# Bonded pair and one has passed away



## Riovedo (Oct 22, 2015)

So my female budgie, Rio, passed away almost two weeks ago leaving my male budgie without his best friend. He was bonded to her while she wasn't so much bonded to him. Rio was outgoing and fearless and took to me immediately while Baxter is shy and scared of everything. He's about three years old, I've been trying to work with him to tame him and I've read the article about taming your budgie. He's never taken to me and I know it can take time to make any kind of progress. I work so I don't have as much time with him as I'd like. I feel so bad for him and I've thought about getting another budgie but I really didn't want to go that route.

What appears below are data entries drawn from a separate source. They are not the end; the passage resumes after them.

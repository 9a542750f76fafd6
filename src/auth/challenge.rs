//! Challenge states reported by the provider after an authentication attempt.

// self
use crate::_prelude::*;

/// Follow-up demanded by the provider; governs which next call is legal.
#[derive(Clone, Debug, PartialEq, Eq, Hash)]
pub enum ChallengeState {
	/// No challenge: the attempt either authenticated or failed outright.
	None,
	/// The user signed in with a temporary password and must choose a permanent one.
	NewPasswordRequired,
	/// Any challenge this gateway does not answer (MFA, custom auth, ...).
	Other(String),
}
impl ChallengeState {
	const NEW_PASSWORD_REQUIRED: &'static str = "NEW_PASSWORD_REQUIRED";

	/// Parses the provider's `ChallengeName`; absent or blank names mean no challenge.
	pub fn from_name(name: Option<&str>) -> Self {
		match name.map(str::trim) {
			None | Some("") => Self::None,
			Some(Self::NEW_PASSWORD_REQUIRED) => Self::NewPasswordRequired,
			Some(other) => Self::Other(other.to_owned()),
		}
	}

	/// Wire name of the challenge, if any.
	pub fn name(&self) -> Option<&str> {
		match self {
			Self::None => None,
			Self::NewPasswordRequired => Some(Self::NEW_PASSWORD_REQUIRED),
			Self::Other(name) => Some(name),
		}
	}

	/// Returns true when no challenge is pending.
	pub fn is_none(&self) -> bool {
		matches!(self, Self::None)
	}
}
impl Display for ChallengeState {
	fn fmt(&self, f: &mut Formatter) -> FmtResult {
		f.write_str(self.name().unwrap_or("<none>"))
	}
}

Is there still hope, being that I work or should I just bite the bullet and get him a friend? And yes I know that they have to be quarantined should I get another.

Thanks!


----------



## Jonah (Feb 3, 2013)

Sorry Rio passed away Tammy. You being busy with work and not having as much time as you'd like only complicates trying to bond with an older bird that has always had a feathered friend. Baxter may be fine with some added attention from you when possible, only time will tell. Hopefully some of our folk's here who have been in this situation can add some food for thought for you. I rehomed my cockatiel because I didn't have the time to spend with him, and didn't want to get another to keep him company. I'm sure you will come to the best decision for Baxter, keep us posted.


----------



## FaeryBee (May 9, 2011)

*Tammy,
I'm very sorry for your loss of Rio. :hug:
I would give Baxter a few more weeks on his own before thinking about getting another budgie. If you develop a routine where he gets regular time with you on a daily basis, he may be perfectly happy to be on his own. He may never bond with you the way Rio did but you can still always interact with him simply by being near him while you talk, sing and/or read to him.

Best wishes.*


----------



## RavensGryf (May 8, 2015)

I’m so sorry to hear about Rio’s passing . I agree with the posters above with their advice. Take care. :hug:


----------